[Stored items]
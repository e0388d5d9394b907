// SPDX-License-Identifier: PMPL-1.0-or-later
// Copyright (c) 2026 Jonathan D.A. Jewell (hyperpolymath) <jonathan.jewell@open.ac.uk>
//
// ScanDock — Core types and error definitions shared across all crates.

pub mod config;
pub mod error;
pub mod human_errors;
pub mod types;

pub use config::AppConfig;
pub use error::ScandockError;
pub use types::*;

--- ASSIGNMENT ---
Please show the lines in the entries above that hold the string "config".

--- SOLVED PROBLEM ---
pub mod config;
pub use config::AppConfig;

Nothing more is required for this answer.